O Bloco de Esquerda quer marcar a agenda da nova sessão legislativa, em setembro, com uma bandeira política do partido já com duas décadas: o combate à violência doméstica. Por isso, quer lançar o debate sobre propostas como a criação de tribunais especializados de competência mista em violência doméstica: Os primeiros seriam em Braga e em Setúbal, numa versão de experiência-piloto. E a escolha não é inocente.
“Braga e Setúbal são dois dos cinco distritos com mais ocorrências de violência doméstica, tendo-se registado, em 2017, um aumento relativamente a 2016, de 2,3% e 2,7% respetivamente”, escreve a deputada do Bloco de Esquerda, Sandra Cunha na exposição de motivos. O objetivo é articular tudo no mesmo local, quer a situação de violência, quer as soluções de regulação parental. E os juízes terão de ter, pelo menos dez anos de experiência e uma classificação de Bom na avaliação. A experiência será avaliada após dois anos no terreno.
A Associação Sindical de Juízes tem dúvidas, se não mesmo objeções à versão do Bloco do Esquerda. Manuel Ramos Soares, juiz desembargador e presidente da associação, alerta para riscos de “pressão militante” e de se estar a criar um tribunal de especialidade “que pode ser contaminado facilmente por fundamentalismos ideológicos ou políticos”, logo “facilmente sujeito a pressões de natureza militante”, disse, citado pela TSF. Já a responsável da UMAR, Elisabete Brasil aplaude a proposta para que “um único tribunal possa julgar e decidir sobre as mesmas partes, em matérias distintas daquilo que a violência doméstica desencadeia”.
Os bloquistas consideram que não podiam deixar para trás uma realidade dura: “Nos últimos 14 anos, 472 mulheres foram assassinadas pelos maridos, ex-maridos, companheiros ou ex-companheiros. Mais de 1000 crianças ficaram órfãs de uma ou das duas figuras parentais.”

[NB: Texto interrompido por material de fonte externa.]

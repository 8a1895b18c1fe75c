//! Flat text and JSON documents handed to download/export consumers.

use crate::error::{ContentError, Result};
use crate::types::{GeneratedScript, GeneratedThumbnail, ScriptRequest};
use once_cell::sync::OnceCell;
use regex::Regex;
use std::path::{Path, PathBuf};
use tokio::fs;

/// Format a script as a plain-text document.
pub fn render_script_text(script: &GeneratedScript, request: &ScriptRequest) -> String {
    let mut output = String::new();

    output.push_str(&format!("{}\n\n", script.title));

    output.push_str("HOOK:\n");
    output.push_str(&format!("{}\n\n", script.hook));

    output.push_str("INTRO:\n");
    output.push_str(&format!("{}\n\n", script.intro));

    output.push_str("MAIN POINTS:\n");
    let points = script
        .main_points
        .iter()
        .enumerate()
        .map(|(i, point)| format!("{}. {}", i + 1, point))
        .collect::<Vec<_>>()
        .join("\n\n");
    output.push_str(&points);
    output.push_str("\n\n");

    output.push_str("KEY TAKEAWAYS:\n");
    for takeaway in &script.key_takeaways {
        output.push_str(&format!("• {}\n", takeaway));
    }
    output.push('\n');

    output.push_str("OUTRO:\n");
    output.push_str(&format!("{}\n\n", script.outro));

    output.push_str("CALL TO ACTION:\n");
    output.push_str(&format!("{}\n\n", script.call_to_action));

    output.push_str("TIMESTAMPS:\n");
    for ts in &script.timestamps {
        output.push_str(&format!("{} - {}\n", ts.time, ts.section));
    }
    output.push('\n');

    output.push_str("SEO KEYWORDS:\n");
    output.push_str(&script.seo_keywords.join(", "));
    output.push_str("\n\n");

    output.push_str("---\n");
    output.push_str(&format!("Estimated Duration: {}\n", script.estimated_duration));
    output.push_str(&format!("Word Count: {} words\n", script.word_count));
    output.push_str(&format!("Content Type: {}\n", request.content_type));
    output.push_str(&format!("Tone: {}\n", request.tone));
    output.push_str(&format!("Target Audience: {}\n", request.target_audience));
    output.push_str(&format!("Generated for: {}\n", request.topic));

    output
}

/// Short listing of the thumbnail variations for terminal output.
pub fn render_thumbnail_text(thumbnail: &GeneratedThumbnail) -> String {
    let mut output = String::new();
    output.push_str(&format!("{}\n", thumbnail.alt));
    output.push_str(&format!(
        "Mood: {} | Color scheme: {}\n\n",
        thumbnail.mood, thumbnail.color_scheme
    ));

    for (i, variation) in thumbnail.variations.iter().enumerate() {
        output.push_str(&format!("{}. {}\n", i + 1, variation.style));
        output.push_str(&format!("   {}\n", variation.description));
        output.push_str(&format!("   Overlay: {}\n", variation.render.overlay_text));
        output.push_str(&format!("   Palette: {}\n", variation.render.palette.join(", ")));
        output.push_str(&format!("   Image: {}\n", variation.url));
    }

    output
}

fn slug_regex() -> Result<&'static Regex> {
    static SLUG_RE: OnceCell<Regex> = OnceCell::new();
    SLUG_RE
        .get_or_try_init(|| Regex::new(r"(?i)[^a-z0-9]"))
        .map_err(ContentError::from)
}

/// Longest slug used in an export file name, in chars.
pub const MAX_SLUG_CHARS: usize = 100;

/// Lowercased slug where every char outside `[a-z0-9]` becomes `_`, capped at
/// [`MAX_SLUG_CHARS`] with trailing `_` removed.
pub fn file_slug(text: &str) -> Result<String> {
    let slug: String = slug_regex()?
        .replace_all(text, "_")
        .to_lowercase()
        .chars()
        .take(MAX_SLUG_CHARS)
        .collect();
    let slug = slug.trim_end_matches('_');
    if slug.is_empty() {
        return Ok("untitled".to_string());
    }
    Ok(slug.to_string())
}

pub fn script_file_name(title: &str) -> Result<String> {
    Ok(format!("{}_script.txt", file_slug(title)?))
}

pub fn thumbnail_file_name(topic: &str) -> Result<String> {
    Ok(format!("{}_thumbnail.json", file_slug(topic)?))
}

async fn write_document(dir: &Path, file_name: &str, contents: &[u8]) -> Result<PathBuf> {
    fs::create_dir_all(dir).await.map_err(|source| ContentError::Io {
        path: dir.to_path_buf(),
        source,
    })?;

    let path = dir.join(file_name);
    fs::write(&path, contents)
        .await
        .map_err(|source| ContentError::Io {
            path: path.clone(),
            source,
        })?;
    Ok(path)
}

/// Write the text export of `script` into `dir`, creating it if needed.
pub async fn write_script(
    dir: &Path,
    script: &GeneratedScript,
    request: &ScriptRequest,
) -> Result<PathBuf> {
    let name = script_file_name(&script.title)?;
    let text = render_script_text(script, request);
    write_document(dir, &name, text.as_bytes()).await
}

/// Write the render metadata for `thumbnail` as pretty JSON into `dir`.
pub async fn write_thumbnail(
    dir: &Path,
    thumbnail: &GeneratedThumbnail,
    topic: &str,
) -> Result<PathBuf> {
    let name = thumbnail_file_name(topic)?;
    let json = serde_json::to_string_pretty(thumbnail)?;
    write_document(dir, &name, json.as_bytes()).await
}

#[cfg(test)]
mod tests {
    use super::*;
    use crate::script::generate_script_with;
    use crate::selector::FixedSelector;
    use crate::thumbnail::generate_thumbnail;
    use crate::types::{ColorScheme, Length, Mood, ThumbnailRequest};

    #[test]
    fn test_script_text_layout() {
        let request = ScriptRequest::new("chess").with_length(Length::Short);
        let script = generate_script_with(&request, &mut FixedSelector(0)).unwrap();
        let text = render_script_text(&script, &request);

        assert!(text.starts_with("The Complete chess Guide (Step-by-Step)\n\nHOOK:\n"));
        assert!(text.contains("MAIN POINTS:\n1. "));
        assert!(text.contains("\n\n3. "));
        assert!(!text.contains("\n\n4. "));
        assert!(text.contains("KEY TAKEAWAYS:\n• "));
        assert!(text.contains("TIMESTAMPS:\n0:00 - Hook & Introduction\n1:30 - Main Content Begins\n"));
        assert!(text.contains("3:00 - Call to Action\n"));
        assert!(text.contains(
            "SEO KEYWORDS:\nchess, chess tutorial, how to chess, chess guide, chess tips, chess 2024\n"
        ));
        assert!(text.ends_with(
            "---\nEstimated Duration: 4-6 minutes\nWord Count: 800 words\nContent Type: tutorial\nTone: professional\nTarget Audience: general\nGenerated for: chess\n"
        ));

        let hook_at = text.find("HOOK:").unwrap();
        let intro_at = text.find("INTRO:").unwrap();
        let outro_at = text.find("OUTRO:").unwrap();
        let cta_at = text.find("CALL TO ACTION:").unwrap();
        assert!(hook_at < intro_at && intro_at < outro_at && outro_at < cta_at);
    }

    #[test]
    fn test_thumbnail_text_lists_variations() {
        let req = ThumbnailRequest::new("cooking", Mood::Mysterious, ColorScheme::Earth);
        let text = render_thumbnail_text(&generate_thumbnail(&req).unwrap());
        assert!(text.starts_with("Thumbnail variations for cooking\n"));
        assert!(text.contains("1. mysterious with earth colors\n"));
        assert!(text.contains("4. Dynamic mysterious\n"));
        assert!(text.contains("Overlay: cooking 🔮"));
    }

    #[test]
    fn test_file_slug() {
        assert_eq!(
            file_slug("How to Rust: The Ultimate Guide").unwrap(),
            "how_to_rust__the_ultimate_guide"
        );
        assert_eq!(script_file_name("A/B Test").unwrap(), "a_b_test_script.txt");
        assert_eq!(thumbnail_file_name("Cooking 101").unwrap(), "cooking_101_thumbnail.json");
    }

    #[test]
    fn test_file_slug_is_capped_and_trimmed() {
        let slug = file_slug(&"b".repeat(300)).unwrap();
        assert_eq!(slug.chars().count(), MAX_SLUG_CHARS);

        let padded = format!("{}!!!!", "c".repeat(MAX_SLUG_CHARS - 2));
        assert_eq!(file_slug(&padded).unwrap(), "c".repeat(MAX_SLUG_CHARS - 2));
        assert_eq!(file_slug("???").unwrap(), "untitled");
    }
}
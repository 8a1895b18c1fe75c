use crate::config::Config;
use crate::error::Result;
use crate::script::generate_script_with;
use crate::selector::RngSelector;
use crate::thumbnail::generate_thumbnail;
use crate::types::{GeneratedScript, GeneratedThumbnail, ScriptRequest, ThumbnailRequest};
use crate::{logi, logok};
use async_trait::async_trait;
use std::time::Duration;

/// Async boundary in front of the assemblers. A model-backed implementation
/// would slot in here; the crate ships only the template one.
#[async_trait]
pub trait ContentGenerator: Send + Sync {
    async fn generate_script(&self, request: &ScriptRequest) -> Result<GeneratedScript>;

    async fn generate_thumbnail(&self, request: &ThumbnailRequest) -> Result<GeneratedThumbnail>;
}

/// Template assembly with the configured artificial latency in front.
#[derive(Debug, Clone)]
pub struct TemplateGenerator {
    script_latency: Duration,
    thumbnail_latency: Duration,
}

impl TemplateGenerator {
    pub fn new(config: &Config) -> Self {
        Self {
            script_latency: config.script_latency(),
            thumbnail_latency: config.thumbnail_latency(),
        }
    }
}

async fn simulate_latency(latency: Duration) {
    if !latency.is_zero() {
        tokio::time::sleep(latency).await;
    }
}

#[async_trait]
impl ContentGenerator for TemplateGenerator {
    async fn generate_script(&self, request: &ScriptRequest) -> Result<GeneratedScript> {
        logi(format!(
            "Generating {} {} script for: {}",
            request.length, request.content_type, request.topic
        ));
        simulate_latency(self.script_latency).await;

        let script = generate_script_with(request, &mut RngSelector::from_entropy())?;
        logok(format!("Script ready: {}", script.title));
        Ok(script)
    }

    async fn generate_thumbnail(&self, request: &ThumbnailRequest) -> Result<GeneratedThumbnail> {
        logi(format!(
            "Generating {} / {} thumbnails for: {}",
            request.mood, request.color_scheme, request.topic
        ));
        simulate_latency(self.thumbnail_latency).await;

        let thumbnail = generate_thumbnail(request)?;
        logok(format!("Thumbnails ready: {} variations", thumbnail.variations.len()));
        Ok(thumbnail)
    }
}
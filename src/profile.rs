use crate::types::Length;

/// Fixed numeric and display constants for a script length.
#[derive(Debug, Clone, Copy, PartialEq, Eq)]
pub struct LengthProfile {
    pub word_count: u32,
    pub duration_label: &'static str,
    pub min_minutes: u32,
    pub max_minutes: u32,
    pub point_count: usize,
}

/// Timestamp anchor placed after the hook and intro.
pub const MAIN_CONTENT_OFFSET_SECS: u32 = 90;

/// Every template carries at least this many main points.
pub const MAX_POINT_COUNT: usize = 7;

impl Length {
    pub fn profile(&self) -> LengthProfile {
        match self {
            Length::Short => LengthProfile {
                word_count: 800,
                duration_label: "4-6 minutes",
                min_minutes: 4,
                max_minutes: 6,
                point_count: 3,
            },
            Length::Medium => LengthProfile {
                word_count: 1800,
                duration_label: "10-12 minutes",
                min_minutes: 10,
                max_minutes: 12,
                point_count: 5,
            },
            Length::Long => LengthProfile {
                word_count: 3500,
                duration_label: "20-25 minutes",
                min_minutes: 20,
                max_minutes: 25,
                point_count: 7,
            },
        }
    }
}

impl LengthProfile {
    /// Minute at which main point `index` (0-based) starts. The lower bound of
    /// the duration range is split into `point_count + 2` equal segments and the
    /// first point lands on the boundary after the second segment.
    pub fn point_minute(&self, index: usize) -> u32 {
        let segments = self.point_count as u32 + 2;
        (index as u32 + 2) * self.min_minutes / segments
    }

    pub fn takeaways_minute(&self) -> u32 {
        self.min_minutes.saturating_sub(2)
    }

    pub fn call_to_action_minute(&self) -> u32 {
        self.min_minutes.saturating_sub(1)
    }
}

/// Format seconds as an `M:SS` label.
pub fn format_timestamp(seconds: u32) -> String {
    format!("{}:{:02}", seconds / 60, seconds % 60)
}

As propostas do BE não se esgotam na especialização dos tribunais nesta matéria e incluem mais dois projetos. Um deles é o de alargar a aplicação de prisão preventiva e criar restrições à suspensão provisória do processo. Dito de outra forma, o Bloco critica a aplicação da suspensão provisória da pena em casos de violência doméstica porque “nos anos de 2015 e 2016, foi aplicado o Instituto da Suspensão provisória do Processo a mais de 5 mil agressores com culpa provada ou assumida”. Resultado? “Acabam por ter de pagar uma indemnização à vítima ou a uma associação de defesa dos direitos das mulheres e/ou a frequentar programas de controlo da raiva ou tratamento de dependências.”, argumentam os bloquistas.
Uma das autoras dos projetos, a deputada Sandra Cunha explica que “apenas 16% das queixas de violência doméstica chegam a Tribunal e destas cerca de 70% são arquivadas. Dos processos concluídos mais de 90% acabam em pena suspensa”. Ou seja, a discussão deve passar por deixar cair a suspensão provisória nos casos de violência doméstica. Mais, a prisão preventiva deve ser alargada a estes casos. Isto porque “na esmagadora maioria das vezes, o agressor tem um ascendente brutal sobre a vítima”, defende o Bloco de Esquerda.
O reforço das molduras penais, também para casos de violação e abuso sexual de menores, completa o pacote de medidas. Por exemplo, no caso de “o agente praticar o facto contra menor, na presença de menor, no domicílio comum ou no domicílio da vítima é punido com pena de prisão de três a oito anos “. A atual lei prevê dois a cinco anos. Em caso de morte, a moldura penal vai até aos doze anos na versão do BE, quando o Código Penal prevê prisão até aos dez anos. Nos casos de violação as molduras também são agravadas com penas de prisão entre dois e dez anos.
“A este respeito é especialmente preocupante que o crime de violação tenha tido, em 2017, um aumento de 21,8% relativamente a 2016 e que o abuso sexual de crianças represente a maior fatia dos crimes contra a liberdade e autodeterminação sexual. Em 2017, contabilizaram-se 937 participações de abuso sexual de crianças”, justificou o Bloco para reforçar o aumento das molduras penais.
Os bloquistas não consultaram os outros partidos para avançar com as propostas e querem um debate sério sobre o problema até ao final da Legislatura. Isto porque os relatórios anuais de Segurança Interna (RASI) “mostram que o crime de violência doméstica é o único cujas participações aumentam consistentemente ano após ano e é também aquele que se mantém no top 3 da criminalidade mais participada mantendo-se, em 2017, como o segundo crime com maior incidência na categoria de crimes contra as pessoas”.